Decatenation assay for topo IIα in the presence of hPLSCR1
hPLSCR1 is known to interact and enhance the decatenation activity of topo IIα. hPLSCR1 could enhance the decatenation activity of topo IIα by either aiding in unwinding and cleaving of the substrate DNA bound to topo IIα or could have independent nuclease properties which could compliment the decatenation activity of topo IIα. To understand the characteristics of this interaction, we performed decatenation assay for topo IIα in the presence of hPLSCR1. When low amount (2 pmol) of hPLSCR1 was added, decatenation activity of topo IIα was enhanced (Lane 1, Fig. 2) but when the hPLSCR1 concentration was increased (20 pmol), apart from enhancement of decatenation activity, a new distinct band was observed (Lane 2, Fig. 2). This was further confirmed by performing the decatenation assay in the absence of topo IIα (Lane 3, Fig. 2). Results showed presence of the distinct band when only hPLSCR1 was added, thereby revealing that hPLSCR1 processes kDNA independently of topo IIα and could possess nuclease properties (Fig. 2).

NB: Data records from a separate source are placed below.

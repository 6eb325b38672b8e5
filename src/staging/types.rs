use crate::types::Mode;
use chrono::{DateTime, Utc};

/// Whether a lookup may create the missing entry, and with which options
#[derive(Debug, Clone, PartialEq, Default)]
pub enum Create<O> {
    /// Fail with `NotFound` when the entry is missing
    #[default]
    No,
    /// Create the entry with default options
    Default,
    /// Create the entry with the given options
    With(O),
}

impl<O: Default> Create<O> {
    pub fn is_enabled(&self) -> bool {
        !matches!(self, Create::No)
    }

    /// Options for the entry to create, `None` when creation is disabled
    pub fn into_options(self) -> Option<O> {
        match self {
            Create::No => None,
            Create::Default => Some(O::default()),
            Create::With(options) => Some(options),
        }
    }
}

impl<O> From<bool> for Create<O> {
    fn from(create: bool) -> Self {
        if create {
            Create::Default
        } else {
            Create::No
        }
    }
}

#[derive(Debug, Clone, Default, PartialEq)]
pub struct DirectoryOptions {
    pub mode: Option<Mode>,
    pub last_modified: Option<DateTime<Utc>>,
    /// Default hash algorithm for descendants. Recorded only: the add
    /// endpoint takes its hashing options per request, through `PutOptions`.
    pub hash_alg: Option<String>,
}

impl DirectoryOptions {
    pub fn new() -> Self {
        Self::default()
    }

    pub fn mode(mut self, mode: impl Into<Mode>) -> Self {
        self.mode = Some(mode.into());
        self
    }

    pub fn last_modified(mut self, last_modified: DateTime<Utc>) -> Self {
        self.last_modified = Some(last_modified);
        self
    }

    pub fn hash_alg(mut self, hash_alg: impl Into<String>) -> Self {
        self.hash_alg = Some(hash_alg.into());
        self
    }
}

/// Options of a staged file
///
/// `mode`, `last_modified` and `content_type` are encoded with the file's
/// part. The hashing hints (`hash_alg`, `raw_leaves`, `chunker`,
/// `cid_version`) are kept with the entry for callers to read back; uploads
/// take those settings from `PutOptions`, which apply to the whole request.
#[derive(Debug, Clone, Default, PartialEq)]
pub struct FileOptions {
    pub mode: Option<Mode>,
    pub last_modified: Option<DateTime<Utc>>,
    pub hash_alg: Option<String>,
    pub raw_leaves: bool,
    pub chunker: Option<String>,
    pub cid_version: Option<u8>,
    pub content_type: Option<String>,
}

impl FileOptions {
    pub fn new() -> Self {
        Self::default()
    }

    pub fn mode(mut self, mode: impl Into<Mode>) -> Self {
        self.mode = Some(mode.into());
        self
    }

    pub fn last_modified(mut self, last_modified: DateTime<Utc>) -> Self {
        self.last_modified = Some(last_modified);
        self
    }

    pub fn hash_alg(mut self, hash_alg: impl Into<String>) -> Self {
        self.hash_alg = Some(hash_alg.into());
        self
    }

    pub fn raw_leaves(mut self, raw_leaves: bool) -> Self {
        self.raw_leaves = raw_leaves;
        self
    }

    pub fn chunker(mut self, chunker: impl Into<String>) -> Self {
        self.chunker = Some(chunker.into());
        self
    }

    pub fn cid_version(mut self, cid_version: u8) -> Self {
        self.cid_version = Some(cid_version);
        self
    }

    pub fn content_type(mut self, content_type: impl Into<String>) -> Self {
        self.content_type = Some(content_type.into());
        self
    }
}

#[derive(Debug, Clone, Copy, Default, PartialEq, Eq)]
pub struct WriteOptions {
    pub offset: u64,
    pub truncate: bool,
}

impl WriteOptions {
    pub fn new() -> Self {
        Self::default()
    }

    pub fn offset(mut self, offset: u64) -> Self {
        self.offset = offset;
        self
    }

    pub fn truncate(mut self, truncate: bool) -> Self {
        self.truncate = truncate;
        self
    }
}

#[derive(Debug, Clone, Default, PartialEq)]
pub struct CreateDirectoryOptions {
    /// Create missing intermediate directories
    pub parents: bool,
    pub directory: DirectoryOptions,
}

impl CreateDirectoryOptions {
    pub fn new() -> Self {
        Self::default()
    }

    pub fn parents(mut self, parents: bool) -> Self {
        self.parents = parents;
        self
    }

    pub fn directory(mut self, directory: DirectoryOptions) -> Self {
        self.directory = directory;
        self
    }
}

#[derive(Debug, Clone, Default, PartialEq)]
pub struct WriteFileOptions {
    /// Create missing intermediate directories
    pub parents: bool,
    pub create: Create<FileOptions>,
    pub write: WriteOptions,
}

impl WriteFileOptions {
    pub fn new() -> Self {
        Self::default()
    }

    pub fn parents(mut self, parents: bool) -> Self {
        self.parents = parents;
        self
    }

    pub fn create(mut self, create: impl Into<Create<FileOptions>>) -> Self {
        self.create = create.into();
        self
    }

    pub fn create_with(mut self, options: FileOptions) -> Self {
        self.create = Create::With(options);
        self
    }

    pub fn offset(mut self, offset: u64) -> Self {
        self.write.offset = offset;
        self
    }

    pub fn truncate(mut self, truncate: bool) -> Self {
        self.write.truncate = truncate;
        self
    }
}
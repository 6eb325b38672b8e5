//! HTTP transport with timeout, cancellation and upload progress
//!
//! [`Transport`] resolves requests against the daemon's base URL and hands
//! them to an [`HttpEngine`]. Completed exchanges, whatever their status,
//! resolve normally; a network failure resolves with [`Response::error`].
//! Only timeouts and fired cancellation signals fail a call.

pub mod client;
pub mod engine;
pub mod types;

pub use client::Transport;
pub use engine::{progress_stream, HttpEngine, ReqwestEngine, UPLOAD_CHUNK_SIZE};
pub use types::{
    HttpRequest, Method, NetworkFailure, Progress, ProgressCallback, RequestOptions, Response,
    ResponseKind,
};
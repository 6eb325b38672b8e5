pub mod client;
pub mod error;
pub mod types;

pub mod multipart;
pub mod staging;
pub mod transport;
pub mod upload;

pub use client::{ClientConfig, StorageClient};

pub use error::{EntryKind, Result, StorageError};

pub use multipart::{BoundarySource, FixedBoundary, MultipartEncoder, PartOptions, RandomBoundary};

pub use staging::{
    Create, CreateDirectoryOptions, DirectoryId, DirectoryOptions, FileId, FileOptions,
    StagingTree, StatFuture, WriteFileOptions, WriteOptions,
};

pub use transport::{
    HttpEngine, HttpRequest, Method, NetworkFailure, Progress, ReqwestEngine, RequestOptions,
    Response, ResponseKind, Transport,
};

pub use types::{Blob, Cid, File, Mode};

pub use upload::{PutOptions, UploadResult, UploadService};
//! Client construction from configuration

pub mod config;
pub mod storage;

pub use config::{ClientConfig, DEFAULT_URL};
pub use storage::StorageClient;
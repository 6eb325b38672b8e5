//! Top-level handle on a storage daemon

use crate::client::config::ClientConfig;
use crate::error::Result;
use crate::transport::{HttpEngine, ReqwestEngine, Transport};
use crate::upload::UploadService;
use log::debug;
use std::sync::Arc;

/// Groups the transport and the services built on it
#[derive(Debug, Clone)]
pub struct StorageClient {
    config: ClientConfig,
    transport: Transport,
    blob: UploadService,
}

impl StorageClient {
    /// Create a client talking HTTP through reqwest
    pub fn new(config: ClientConfig) -> Result<Self> {
        let engine = ReqwestEngine::new()?;
        Self::with_engine(config, Arc::new(engine))
    }

    /// Create a client on top of a custom HTTP engine
    pub fn with_engine(config: ClientConfig, engine: Arc<dyn HttpEngine>) -> Result<Self> {
        config.validate()?;

        let mut transport = Transport::new(config.base_url()?, engine);
        for (name, value) in &config.headers {
            transport = transport.header(name.as_str(), value.as_str());
        }
        if let Some(timeout) = config.default_timeout() {
            transport = transport.timeout(timeout);
        }

        debug!("storage client for {}", transport.base_url());
        Ok(Self {
            blob: UploadService::new(transport.clone()),
            transport,
            config,
        })
    }

    pub fn config(&self) -> &ClientConfig {
        &self.config
    }

    pub fn transport(&self) -> &Transport {
        &self.transport
    }

    /// The add endpoint client
    pub fn blob(&self) -> &UploadService {
        &self.blob
    }
}
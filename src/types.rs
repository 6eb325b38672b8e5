//! Type-safe wrappers for the values exchanged with the storage daemon

use bytes::Bytes;
use chrono::{DateTime, Utc};
use serde::{Deserialize, Serialize};
use std::fmt::{self, Display, Formatter};
use std::str::FromStr;

/// Content Identifier (CID) issued by the storage daemon
///
/// The client never derives or inspects CIDs; it only carries the hash
/// string the daemon reported, so equality is plain string equality.
#[derive(Debug, Clone, PartialEq, Eq, Hash, Serialize, Deserialize)]
#[serde(transparent)]
pub struct Cid(String);

impl Cid {
    /// Creates a new CID from a string without validation
    pub fn new(cid: impl Into<String>) -> Self {
        Self(cid.into())
    }

    /// Returns the CID as a string slice
    pub fn as_str(&self) -> &str {
        &self.0
    }

    /// Consumes the CID and returns the inner String
    pub fn into_string(self) -> String {
        self.0
    }
}

impl FromStr for Cid {
    type Err = CidError;

    fn from_str(s: &str) -> Result<Self, Self::Err> {
        let s = s.trim();
        if s.is_empty() {
            return Err(CidError::Empty);
        }

        if s.chars().any(char::is_whitespace) {
            return Err(CidError::InvalidFormat(
                "CID must not contain whitespace".into(),
            ));
        }

        Ok(Cid(s.to_string()))
    }
}

impl Display for Cid {
    fn fmt(&self, f: &mut Formatter<'_>) -> fmt::Result {
        write!(f, "{}", self.0)
    }
}

impl From<String> for Cid {
    fn from(s: String) -> Self {
        Self(s)
    }
}

impl From<Cid> for String {
    fn from(cid: Cid) -> Self {
        cid.0
    }
}

#[derive(Debug, Clone, PartialEq, Eq)]
pub enum CidError {
    Empty,
    InvalidFormat(String),
}

impl fmt::Display for CidError {
    fn fmt(&self, f: &mut Formatter<'_>) -> fmt::Result {
        match self {
            CidError::Empty => write!(f, "CID is empty"),
            CidError::InvalidFormat(msg) => write!(f, "Invalid CID format: {}", msg),
        }
    }
}

impl std::error::Error for CidError {}

/// Immutable bytes with a declared content type
///
/// Cloning and slicing share the underlying buffer.
#[derive(Debug, Clone, Default, PartialEq, Eq)]
pub struct Blob {
    data: Bytes,
    content_type: String,
}

impl Blob {
    pub fn new(data: impl Into<Bytes>, content_type: impl Into<String>) -> Self {
        Self {
            data: data.into(),
            content_type: content_type.into(),
        }
    }

    pub fn size(&self) -> u64 {
        self.data.len() as u64
    }

    pub fn is_empty(&self) -> bool {
        self.data.is_empty()
    }

    pub fn content_type(&self) -> &str {
        &self.content_type
    }

    pub fn bytes(&self) -> &Bytes {
        &self.data
    }

    pub fn into_bytes(self) -> Bytes {
        self.data
    }

    /// Returns a read-only view of `start..end`
    ///
    /// Out-of-range bounds are clamped to the blob size and an inverted range
    /// yields an empty blob.
    pub fn slice(&self, start: u64, end: Option<u64>, content_type: Option<&str>) -> Blob {
        let size = self.size();
        let start = start.min(size) as usize;
        let end = end.unwrap_or(size).min(size) as usize;
        let data = if end > start {
            self.data.slice(start..end)
        } else {
            Bytes::new()
        };

        Blob {
            data,
            content_type: content_type
                .map(str::to_string)
                .unwrap_or_else(|| self.content_type.clone()),
        }
    }
}

impl From<Bytes> for Blob {
    fn from(data: Bytes) -> Self {
        Blob::new(data, "")
    }
}

impl From<Vec<u8>> for Blob {
    fn from(data: Vec<u8>) -> Self {
        Blob::new(data, "")
    }
}

impl From<&'static [u8]> for Blob {
    fn from(data: &'static [u8]) -> Self {
        Blob::new(Bytes::from_static(data), "")
    }
}

impl From<&'static str> for Blob {
    fn from(data: &'static str) -> Self {
        Blob::new(Bytes::from_static(data.as_bytes()), "")
    }
}

/// A named blob as handed to `put`/`put_all`
#[derive(Debug, Clone, PartialEq, Eq)]
pub struct File {
    pub blob: Blob,
    pub name: String,
    /// Relative path recorded for the file, preferred over `name` as filename
    pub path: Option<String>,
    pub last_modified: DateTime<Utc>,
}

impl File {
    pub fn new(blob: impl Into<Blob>, name: impl Into<String>) -> Self {
        Self {
            blob: blob.into(),
            name: name.into(),
            path: None,
            last_modified: Utc::now(),
        }
    }

    pub fn path(mut self, path: impl Into<String>) -> Self {
        self.path = Some(path.into());
        self
    }

    pub fn last_modified(mut self, last_modified: DateTime<Utc>) -> Self {
        self.last_modified = last_modified;
        self
    }

    /// The filename recorded for this file: its path when set, else its name
    pub fn filename(&self) -> Option<&str> {
        self.path
            .as_deref()
            .filter(|path| !path.is_empty())
            .or(Some(self.name.as_str()).filter(|name| !name.is_empty()))
    }

    pub fn size(&self) -> u64 {
        self.blob.size()
    }
}

/// File mode, either numeric or an already serialized string
#[derive(Debug, Clone, PartialEq, Eq, Serialize, Deserialize)]
#[serde(untagged)]
pub enum Mode {
    Numeric(u32),
    Text(String),
}

impl Display for Mode {
    fn fmt(&self, f: &mut Formatter<'_>) -> fmt::Result {
        match self {
            Mode::Numeric(mode) => write!(f, "{:04o}", mode),
            Mode::Text(mode) => write!(f, "{}", mode),
        }
    }
}

impl From<u32> for Mode {
    fn from(mode: u32) -> Self {
        Mode::Numeric(mode)
    }
}

impl From<&str> for Mode {
    fn from(mode: &str) -> Self {
        Mode::Text(mode.to_string())
    }
}

/// Splits a timestamp into the `(mtime, mtime-nsecs)` header values
///
/// Seconds are floor-divided so instants before the epoch keep a
/// non-negative nanosecond remainder.
pub fn split_mtime(time: &DateTime<Utc>) -> (i64, u32) {
    let millis = time.timestamp_millis();
    let secs = millis.div_euclid(1000);
    let nsecs = (millis.rem_euclid(1000) as u32) * 1_000_000;
    (secs, nsecs)
}

#[cfg(test)]
mod tests {
    use super::*;
    use chrono::TimeZone;

    #[test]
    fn test_cid_from_str_valid() {
        let cid = Cid::from_str("QmYwAPJzv5CZsnA").unwrap();
        assert_eq!(cid.as_str(), "QmYwAPJzv5CZsnA");
        assert_eq!(cid, Cid::new("QmYwAPJzv5CZsnA"));
    }

    #[test]
    fn test_cid_from_str_invalid() {
        assert_eq!(Cid::from_str("  "), Err(CidError::Empty));
        assert!(Cid::from_str("Qm a").is_err());
    }

    #[test]
    fn test_cid_display() {
        let cid = Cid::new("bafybeigdyrzt");
        assert_eq!(cid.to_string(), "bafybeigdyrzt");
    }

    #[test]
    fn test_blob_slice_clamps() {
        let blob = Blob::new(&b"ABCDE"[..], "text/plain");
        assert_eq!(blob.slice(1, Some(3), None).bytes().as_ref(), b"BC");
        assert_eq!(blob.slice(3, None, None).bytes().as_ref(), b"DE");
        assert_eq!(blob.slice(2, Some(100), None).bytes().as_ref(), b"CDE");
        assert!(blob.slice(4, Some(2), None).is_empty());
        assert_eq!(blob.slice(0, None, None).content_type(), "text/plain");
        assert_eq!(
            blob.slice(0, None, Some("application/json")).content_type(),
            "application/json"
        );
    }

    #[test]
    fn test_file_filename_prefers_path() {
        let file = File::new("abc", "a.txt");
        assert_eq!(file.filename(), Some("a.txt"));

        let file = file.path("docs/a.txt");
        assert_eq!(file.filename(), Some("docs/a.txt"));

        let nameless = File::new("abc", "");
        assert_eq!(nameless.filename(), None);
    }

    #[test]
    fn test_mode_serialization() {
        assert_eq!(Mode::Numeric(0o644).to_string(), "0644");
        assert_eq!(Mode::Numeric(0o7).to_string(), "0007");
        assert_eq!(Mode::Numeric(0o100755).to_string(), "100755");
        assert_eq!(Mode::from("0755").to_string(), "0755");
    }

    #[test]
    fn test_split_mtime() {
        let time = Utc.timestamp_millis_opt(1_600_000_000_123).unwrap();
        assert_eq!(split_mtime(&time), (1_600_000_000, 123_000_000));

        let before_epoch = Utc.timestamp_millis_opt(-1).unwrap();
        assert_eq!(split_mtime(&before_epoch), (-1, 999_000_000));
    }
}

Nuclease activity of hPLSCR1
In-vitro nuclease assays were done by incubating 20 pmol of hPLSCR1 with 200 ng of genomic DNA as substrate for 60 min at 37 °C. Yeast genomic DNA and human genomic DNA were used as substrates for the nuclease reaction (Fig. 3a). Presence of nuclease activity was confirmed by the disappearance of the band implying that the DNA was completely degraded when treated with hPLSCR1 as visualized on a 1 % agarose gel stained with ethidium bromide; 12 % native PAGE was also used to better resolve the products formed during the nuclease reaction (Fig. 3b). hPLSCR1 incubated with genomic DNA migrated with a retarded smear, thus confirming the nuclease activity of hPLSCR1. Nuclease reaction was then performed for different time periods (5, 10, 15, 30, 60, 90 min) at 37 °C. Time course study revealed that the degradation of DNA happens as early as 10 min with the complete degradation at 60 min for 200 ng of DNA (Fig. 3c). Nuclease assay was also performed with total RNA, plasmid DNA and single stranded DNA (ssDNA) as substrates. hPLSCR1 exhibited nuclease activity in dsDNA, RNA and but no nuclease activity was observed when treated with ssDNA (Fig. 3d and e). Interestingly, hPLSCR1 nicks the plasmid DNA as evident from the figure as a single band is observed when plasmid DNA is treated with hPLSCR1 (Fig. 3d). To further confirm that the purified protein is devoid of other contaminating proteins (negative control), pET 28a (+) vector without the insert was transformed in E. coli and the purification protocol was repeated as described earlier. SDS-PAGE analysis did not reveal any contaminating proteins in the negative control and the resulting sample did not have any nuclease activity (data not shown). This revealed that the recombinant hPLSCR1 is not contaminated with host proteins, which could contribute to the nuclease activity of hPLSCR1.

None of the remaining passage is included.